A 25-year-old Michigan man has finally received a heart transplant after living for more than a year without a heart inside him at all.

Stan Larkin lived for more than 555 days with an artificial heart strapped to his back in a backpack.

The device did all the things his heart once did when it was healthy: pumping oxygen-rich blood around his body and keeping him alive. But Larkin says the device wasn’t easy to get used to at first.

“It was kind of stressful at the beginning, because I had to get used to the noise, It was a lot of noise 24/7, the heartbeat,” he told CTV News Channel from the University of Michigan Hospital Thursday.

“As I got used to the noise, I could finally go to sleep. After that, I had to get used to carrying three extra bags with me, everywhere I went. I had to have all this stuff every time I moved.”

Larkin suffered from right ventricular dysplasia, a heart condition in which the muscle of the heart’s right ventricle develops tough, fibrous tissue so that the ventricle will no longer contract properly. The condition severely hampers the heart’s ability to pump blood and puts patients at high risk of sudden cardiac arrest or death.

It’s not known what causes the condition, but it can run in families. In fact, Larkin’s younger brother Dominique had the same condition before he too underwent a heart transplant.

In late 2014, Larkin’s condition suddenly worsened, sending him into cardiogenic shock and leading doctors to decide to remove his heart entirely.

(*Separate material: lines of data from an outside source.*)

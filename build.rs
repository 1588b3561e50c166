use vergen_gix::{BuildBuilder, CargoBuilder, DependencyKind};

fn main() -> Result<(), Box<dyn std::error::Error>> {
    // Build metadata is served by the info endpoint
    vergen_gix::Emitter::default()
        .add_instructions(&BuildBuilder::all_build()?)?
        .add_instructions(
            CargoBuilder::all_cargo()?.set_dep_kind_filter(Some(DependencyKind::Normal)),
        )?
        .emit()?;
    Ok(())
}
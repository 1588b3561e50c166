use std::sync::Arc;

use bitflags::bitflags;
use serde::{Deserialize, Serialize};

use crate::{lifecycle::ItemLifecycleSource, protocol::OfVersion, transport::Transport};

#[derive(
    Debug, Clone, Copy, PartialEq, Eq, Hash, PartialOrd, Ord, Serialize, Deserialize, Default,
)]
#[serde(transparent)]
pub struct DatapathId(pub u64);

impl DatapathId {
    pub fn node_id(&self) -> String {
        format!("openflow:{}", self.0)
    }
}

impl std::fmt::Display for DatapathId {
    fn fmt(&self, f: &mut std::fmt::Formatter<'_>) -> std::fmt::Result {
        write!(f, "{}", self.node_id())
    }
}

impl std::str::FromStr for DatapathId {
    type Err = std::num::ParseIntError;

    /// Accepts both `42` and `openflow:42`.
    fn from_str(s: &str) -> Result<Self, Self::Err> {
        let raw = s.strip_prefix("openflow:").unwrap_or(s);
        raw.parse().map(Self)
    }
}

/// Transaction id of one request on one connection.
#[derive(
    Debug, Clone, Copy, PartialEq, Eq, Hash, PartialOrd, Ord, Serialize, Deserialize, Default,
)]
#[serde(transparent)]
pub struct Xid(pub u32);

impl std::fmt::Display for Xid {
    fn fmt(&self, f: &mut std::fmt::Formatter<'_>) -> std::fmt::Result {
        write!(f, "xid:{}", self.0)
    }
}

bitflags! {
    /// `ofp_capabilities` as announced in the features reply.
    #[derive(Debug, Clone, Copy, PartialEq, Eq, Hash, Serialize, Deserialize)]
    pub struct Capabilities: u32 {
        const FLOW_STATS = 1 << 0;
        const TABLE_STATS = 1 << 1;
        const PORT_STATS = 1 << 2;
        const GROUP_STATS = 1 << 3;
        const IP_REASM = 1 << 5;
        const QUEUE_STATS = 1 << 6;
        const PORT_BLOCKED = 1 << 8;
    }
}

#[derive(Debug, Clone, PartialEq, Eq, Serialize, Deserialize)]
pub struct DeviceInfo {
    pub datapath_id: DatapathId,
    pub version: OfVersion,
    pub capabilities: Capabilities,
    pub meters_available: bool,
}

impl DeviceInfo {
    pub fn groups_available(&self) -> bool {
        self.version == OfVersion::V13 && self.capabilities.contains(Capabilities::GROUP_STATS)
    }

    pub fn meters_available(&self) -> bool {
        self.version == OfVersion::V13 && self.meters_available
    }
}

#[derive(Debug, Clone, Copy, PartialEq, Eq, Hash, Serialize, Deserialize)]
pub enum ConnectionState {
    Handshaking,
    Working,
    Rip,
}

/// Everything the statistics side needs to know about a connected switch.
#[derive(Clone)]
pub struct DeviceContext {
    pub info: DeviceInfo,
    pub transport: Arc<dyn Transport>,
    pub lifecycle_source: Option<Arc<ItemLifecycleSource>>,
}

impl std::fmt::Debug for DeviceContext {
    fn fmt(&self, f: &mut std::fmt::Formatter<'_>) -> std::fmt::Result {
        f.debug_struct("DeviceContext")
            .field("info", &self.info)
            .field("has_lifecycle_source", &self.lifecycle_source.is_some())
            .finish()
    }
}

impl DeviceContext {
    pub fn new(info: DeviceInfo, transport: Arc<dyn Transport>) -> Self {
        Self {
            info,
            transport,
            lifecycle_source: None,
        }
    }

    pub fn with_lifecycle_source(mut self, source: Arc<ItemLifecycleSource>) -> Self {
        self.lifecycle_source = Some(source);
        self
    }

    pub fn datapath_id(&self) -> DatapathId {
        self.info.datapath_id
    }
}

#[cfg(test)]
mod tests {
    use super::*;

    #[test]
    fn datapath_id_parsing() {
        assert_eq!("openflow:21".parse::<DatapathId>(), Ok(DatapathId(21)));
        assert_eq!("21".parse::<DatapathId>(), Ok(DatapathId(21)));
        assert!("openflow:abc".parse::<DatapathId>().is_err());
        assert_eq!(DatapathId(21).to_string(), "openflow:21");
    }

    #[test]
    fn groups_need_capability_and_version() {
        let mut info = DeviceInfo {
            datapath_id: DatapathId(1),
            version: OfVersion::V13,
            capabilities: Capabilities::FLOW_STATS | Capabilities::GROUP_STATS,
            meters_available: true,
        };
        assert!(info.groups_available());
        assert!(info.meters_available());

        info.version = OfVersion::V10;
        assert!(!info.groups_available());
        assert!(!info.meters_available());
    }
}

At first, doctors hooked him up to an artificial heart machine dubbed “Big Blue.” The washing machine device weighed more than 188 kg (400 pounds), which meant that Larkin would not have been able to leave the hospital until doctors found a matching donor heart – a process that could take months, or even years.

So Larkin agreed to become the first patient in Michigan to be fitted with a new, portable device known as a SynCardia Freedom Total Artificial Heart.

The device pushes compressed air through long tubes that enter Larkin’s chest, pumping blood through his body.

Larkin says the device made him feel so much better but he admits there were still limitations on what he could do, including bathing.

“Because it was electric, I couldn’t get in the shower. I had to pretty much wash up in the bath,” he said.

Eighteen months after having the Syncardia machine hooked up, a suitable donor heart was finally found for Larkin, which was transplanted into him one month ago. He’s back in hospital this week for his one-month checkup but says he’s feeling great.

He hopes others with severe heart disease will be able to have the device implanted too.

“I would recommend it because if your other organs are sick, it will bring them back and get them 100 per cent healthy and ready for transplant,” he said.